Reading was my mutant super-power. I was reading fluently before I started school and I can’t remember which books now I read first. My earliest memories of books I read myself though were the Mr Men books and the original Superted books (same size/format as the Mr Men). I was reading the Secret Seven by the end of P1 though.


Yeah, Mr Men were one of the earliest series I can remember reading too. I also remember reading a lot of Puddle Lane with my Mum (and my eldest is just starting to be taught to read at school so I’m enjoying revisiting them from a parent perspective - I still have all my old copies).


The earliest two books I remember getting as a gift were both Enid Blyton (weirdly airbrushed from history now, but MASSIVE until the 80s). They were Josie, Click and Bun and Brer Rabbit, both of which I still have but gave to my kids (so they can do likewise).



We had Dick & Jane in the US, I don’t have the books anymore but I did get several magnets about them in my Christmas stocking from my wife. (Many years ago :wink: )


There was some amazingly rascist stuff in her non Famous Five/Secret Seven books.


The LADYBIRD Read It Yourself books were also quite popular - and seriously disturbing. In THE WOLF AND THE SEVEN LITTLE KIDS, the wolf eats the baby goats but has his stomach cut open while he sleeps and the kids are liberated…before his stomach is filled up with stones and he is stitched up again!

And of course, the “real life” LADYBIRD books:

Of course, these days, we’ve the adult versions to enjoy…


I learnt to read with the Oxford Reading Tree series.
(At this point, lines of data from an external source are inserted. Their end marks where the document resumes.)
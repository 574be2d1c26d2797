use serde::{Deserialize, Serialize};
use time::OffsetDateTime;

use crate::bills::dto::{BillInput, BillView};
use crate::readings::dto::{ReadingInput, ReadingView};

/// Body of `POST /sync/push`. A missing array is an empty one.
#[derive(Debug, Clone, Default, Deserialize)]
pub struct PushRequest {
    #[serde(default)]
    pub readings: Vec<ReadingInput>,
    #[serde(default)]
    pub bills: Vec<BillInput>,
}

#[derive(Debug, Serialize)]
pub struct PushResponse {
    pub success: bool,
    pub message: &'static str,
}

#[derive(Debug, Deserialize)]
pub struct PullQuery {
    pub since: Option<String>,
}

#[derive(Debug, Serialize)]
pub struct PullResponse {
    pub readings: Vec<ReadingView>,
    pub bills: Vec<BillView>,
    /// Checkpoint to send as `since` on the next pull.
    #[serde(with = "time::serde::rfc3339")]
    pub timestamp: OffsetDateTime,
}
The weird thing is, and there’s a good chance I might be misremembering this, it was a series of books about a normal family, but as you progressed up to the higher level ones, they started doing science fiction/fantasy ones with the same kids, I think involving a magic key or something. They were fun, but even as a kid, I found it a bit weird that they went from giving their dog a bath in one book to having a run-in with pirates in another.


A series called One, Two, Three and Away for me.The adventures of dudes in different coloured hats…


We had the Dick and Jane books. Classics of American literature.


Well don’t just leave us on that cliffhanger! What happened next?!


It went up.

Up, up, up.

They saw it go.

They saw it go up.

Up, up, up.

(I’m guessing here)




“From which you learnt to read”!! Jesus.


In first grade, I had Mister Fig.

“Mister Fig did a jig.”

What can I say, it was the 70s…


So I’m guessing he ain’t jigging no more? (Or is at least jigging in prison, if anywhere?)


He taught Will Smith to get jiggy with it.


Which Gospel was that?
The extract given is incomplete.